There was a really nice manga I was reading about a group of kids surviving after a series of interdimensional monsters swollowed up everyone else. It was spattered with drops of darkness and some intense feels/action/horror scenes, but for the most part life went on.

So I'd say build it a good few years after the EVENT where only the most elderly remember the details and most it's thought of legends. From there, you have splatterings of lore; ruins, journals, piecemeal info that give some darker undertones. Everything else is quite light; people are back to living, either using old tech and not knowing how it exactly works or regressing but doing well. In your example pic, there's a bunch of fishing "ports" and they're all like little communities.
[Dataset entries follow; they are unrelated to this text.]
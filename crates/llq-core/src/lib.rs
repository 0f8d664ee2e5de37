// crates/llq-core/src/lib.rs
//
// llq-core: Core member types, clock abstraction, crypto helpers, and errors
// for the long-lived quorum (LLQ) Proof-of-Service subsystem.
//
// This is the leaf crate that all other crates in the workspace depend on.
// It defines the canonical member model, the probe result types, the
// injectable clock, ed25519 helpers, and the protocol-wide error enum.

pub mod clock;
pub mod crypto;
pub mod error;
pub mod member;

// Re-export key types for ergonomic access from downstream crates.
// Usage: `use llq_core::Member;`

// Member types
pub use member::{Member, MemberId, ProbeOutcome, ProbeResult, RoundId};

// Clock
pub use clock::{Clock, SystemClock};

// Crypto
pub use crypto::Keypair;

// Error type
pub use error::QuorumError;
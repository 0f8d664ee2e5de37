// crates/llq-probe/src/lib.rs
//
// llq-probe: Connectivity probing and protocol-version compliance checks
// for the LLQ PoSe subsystem.
//
// The prober issues bounded-timeout reachability checks against member
// endpoints, in parallel, and records one outcome per member per round.
// The compliance checker compares advertised protocol versions against a
// configured minimum. Both feed observations into the PoSe scorer.

pub mod compliance;
pub mod prober;
pub mod transport;

pub use compliance::{Compliance, ComplianceChecker};
pub use prober::Prober;
pub use transport::{ProbeTransport, TcpProbeTransport};
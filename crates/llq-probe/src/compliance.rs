// crates/llq-probe/src/compliance.rs
//
// Version/compliance checker: a pure comparison of a member's advertised
// protocol version against the configured minimum.

use serde::{Deserialize, Serialize};

use llq_core::Member;

/// Result of a compliance check.
#[derive(Debug, Clone, Copy, PartialEq, Eq, Serialize, Deserialize)]
pub enum Compliance {
    Compliant,
    Outdated,
}

/// Checks advertised protocol versions against a minimum threshold.
#[derive(Debug, Clone)]
pub struct ComplianceChecker {
    min_protocol_version: u32,
}

impl ComplianceChecker {
    pub fn new(min_protocol_version: u32) -> Self {
        ComplianceChecker {
            min_protocol_version,
        }
    }

    pub fn min_protocol_version(&self) -> u32 {
        self.min_protocol_version
    }

    /// Pure check; recording the result is the caller's job.
    pub fn check(&self, member: &Member) -> Compliance {
        if member.protocol_version >= self.min_protocol_version {
            Compliance::Compliant
        } else {
            Compliance::Outdated
        }
    }
}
Everyone learns to sail, with some having some still working engines.

The point is play up the "life goes on", with mostly happy and sunshine, but with some dark clouds hidden about

...

My hero academia is set after the world had its period of darkness and upheaval when +60% of the world's population started being born with superpowers.
Takes place around two generations after the rebuilding had begun.

Ever read YKK?

>playing soccer on your rooftop field
>kick the ball out of bounds
>have to go down 10 floors and get in your boat and hope you can find the ball floating around somewhere

Fuckin kids.

Wasn't someone working on a bright apocalypse RPG system with cat girls for some reason here a few years back?

At this point you just fish out some fences and build up all around the field. But it doesn't look good, so it's not on the pic.
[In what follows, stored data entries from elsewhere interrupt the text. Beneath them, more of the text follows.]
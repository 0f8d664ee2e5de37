// crates/llq-daemon/src/config.rs
//
// Runtime configuration for the LLQ PoSe daemon.
// Loaded from a TOML file or populated with sensible defaults.

use serde::Deserialize;
use std::fs;

use llq_core::QuorumError;
use llq_pose::PoseParams;

/// One monitored quorum member, as configured.
#[derive(Debug, Clone, Deserialize)]
pub struct MemberConfig {
    /// Network endpoint, "host:port".
    pub endpoint: String,
    /// Operator ed25519 verifying key, hex-encoded (64 chars).
    pub operator_key: String,
    /// Advertised protocol version.
    #[serde(default = "default_protocol_version")]
    pub protocol_version: u32,
}

/// Runtime configuration for the daemon.
#[derive(Debug, Clone, Deserialize)]
pub struct DaemonConfig {
    /// Log level: "trace", "debug", "info", "warn", "error".
    #[serde(default = "default_log_level")]
    pub log_level: String,

    /// Seconds between rounds.
    #[serde(default = "default_round_interval_secs")]
    pub round_interval_secs: u64,

    /// Per-probe timeout in milliseconds.
    #[serde(default = "default_probe_timeout_ms")]
    pub probe_timeout_ms: u64,

    /// Per-request deadline within a session phase, in milliseconds.
    #[serde(default = "default_phase_timeout_ms")]
    pub phase_timeout_ms: u64,

    /// Sessions below this size abort at Init.
    #[serde(default = "default_min_quorum_size")]
    pub min_quorum_size: usize,

    /// Minimum compliant protocol version.
    #[serde(default = "default_protocol_version")]
    pub min_protocol_version: u32,

    /// Gate authority verifying keys, hex-encoded.
    #[serde(default)]
    pub gate_authority_keys: Vec<String>,

    /// Distinct authority signers required per gate value.
    #[serde(default = "default_min_gate_signers")]
    pub min_gate_signers: usize,

    /// Penalty policy. Omitted fields fall back to the crate defaults.
    #[serde(default)]
    pub pose: PoseParamsConfig,

    /// Members to monitor.
    #[serde(default)]
    pub members: Vec<MemberConfig>,

    /// When > 0, run a self-contained devnet cluster of this many simulated
    /// members instead of monitoring configured endpoints.
    #[serde(default)]
    pub devnet_members: usize,
}

/// TOML-friendly penalty policy with per-field defaults.
#[derive(Debug, Clone, Deserialize)]
pub struct PoseParamsConfig {
    #[serde(default = "default_ban_threshold")]
    pub ban_threshold: u32,
    #[serde(default = "default_signal_weight")]
    pub missed_contribution_weight: u32,
    #[serde(default = "default_signal_weight")]
    pub missed_complaint_response_weight: u32,
    #[serde(default = "default_signal_weight")]
    pub unreachable_weight: u32,
    #[serde(default = "default_signal_weight")]
    pub outdated_weight: u32,
    #[serde(default = "default_decay_per_block")]
    pub decay_per_block: u32,
}

fn default_log_level() -> String {
    "info".to_string()
}

fn default_round_interval_secs() -> u64 {
    60
}

fn default_probe_timeout_ms() -> u64 {
    1_000
}

fn default_phase_timeout_ms() -> u64 {
    10_000
}

fn default_min_quorum_size() -> usize {
    3
}

fn default_protocol_version() -> u32 {
    70016
}

fn default_min_gate_signers() -> usize {
    1
}

fn default_ban_threshold() -> u32 {
    100
}

fn default_signal_weight() -> u32 {
    34
}

fn default_decay_per_block() -> u32 {
    1
}

impl Default for PoseParamsConfig {
    fn default() -> Self {
        PoseParamsConfig {
            ban_threshold: default_ban_threshold(),
            missed_contribution_weight: default_signal_weight(),
            missed_complaint_response_weight: default_signal_weight(),
            unreachable_weight: default_signal_weight(),
            outdated_weight: default_signal_weight(),
            decay_per_block: default_decay_per_block(),
        }
    }
}

impl Default for DaemonConfig {
    fn default() -> Self {
        DaemonConfig {
            log_level: default_log_level(),
            round_interval_secs: default_round_interval_secs(),
            probe_timeout_ms: default_probe_timeout_ms(),
            phase_timeout_ms: default_phase_timeout_ms(),
            min_quorum_size: default_min_quorum_size(),
            min_protocol_version: default_protocol_version(),
            gate_authority_keys: Vec::new(),
            min_gate_signers: default_min_gate_signers(),
            pose: PoseParamsConfig::default(),
            members: Vec::new(),
            devnet_members: 0,
        }
    }
}

impl DaemonConfig {
    /// Load configuration from a TOML file at the given path.
    pub fn load(path: &str) -> Result<Self, QuorumError> {
        let contents = fs::read_to_string(path)
            .map_err(|e| QuorumError::Config(format!("read {}: {}", path, e)))?;
        let config: DaemonConfig = toml::from_str(&contents)
            .map_err(|e| QuorumError::Config(format!("parse {}: {}", path, e)))?;
        Ok(config)
    }

    pub fn pose_params(&self) -> PoseParams {
        PoseParams {
            ban_threshold: self.pose.ban_threshold,
            missed_contribution_weight: self.pose.missed_contribution_weight,
            missed_complaint_response_weight: self.pose.missed_complaint_response_weight,
            unreachable_weight: self.pose.unreachable_weight,
            outdated_weight: self.pose.outdated_weight,
            decay_per_block: self.pose.decay_per_block,
        }
    }
}

/// Parse a 32-byte hex key ("ab01..." or "0xab01...", 64 hex chars).
pub fn parse_hex_key(s: &str) -> Result<[u8; 32], QuorumError> {
    let s = s.strip_prefix("0x").unwrap_or(s);
    if s.len() != 64 {
        return Err(QuorumError::Config(format!(
            "expected 64 hex chars, got {}",
            s.len()
        )));
    }
    let mut out = [0u8; 32];
    for (i, chunk) in s.as_bytes().chunks(2).enumerate() {
        let hi = hex_nibble(chunk[0])?;
        let lo = hex_nibble(chunk[1])?;
        out[i] = (hi << 4) | lo;
    }
    Ok(out)
}

fn hex_nibble(b: u8) -> Result<u8, QuorumError> {
    match b {
        b'0'..=b'9' => Ok(b - b'0'),
        b'a'..=b'f' => Ok(b - b'a' + 10),
        b'A'..=b'F' => Ok(b - b'A' + 10),
        _ => Err(QuorumError::Config(format!(
            "invalid hex character '{}'",
            b as char
        ))),
    }
}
By emphasizing how much shittier the world was before/during the apocalypse.

After the end has come a brand new beginning. You are now Adam, and Megiddo is now your Eden. Humanity gets to start all over again, and YOU get to be the one to make it happen. Try not to fuck it up this time!

YKK is hopeless as fuck though.

Add catgirls and remove scarcity.

>that pic
weird I just had a dream about this the other day that this was basically how the world ended up

>Not cliff diving off the roof and swimming the ball back.

>catgirl mind

>tfw you aren't surviving in the verdant ruins of a flooded city with your squad of anime girls

It's interesting the amount of lighthearted games with almost-human-but-not-quite characters moving across the ruins of a cataclysmic flood.

Mega Man Legends, Wind Waker, Veeky Forums's CATastrophe, Splatoon...

And the thing is, I can't think of the setting being used in any media outside vidya or RP, off the top of my head.

It's a bad feel.

There was the anime Coppelion, but that's not flooded, it's just an abandoned city that's been overgrown.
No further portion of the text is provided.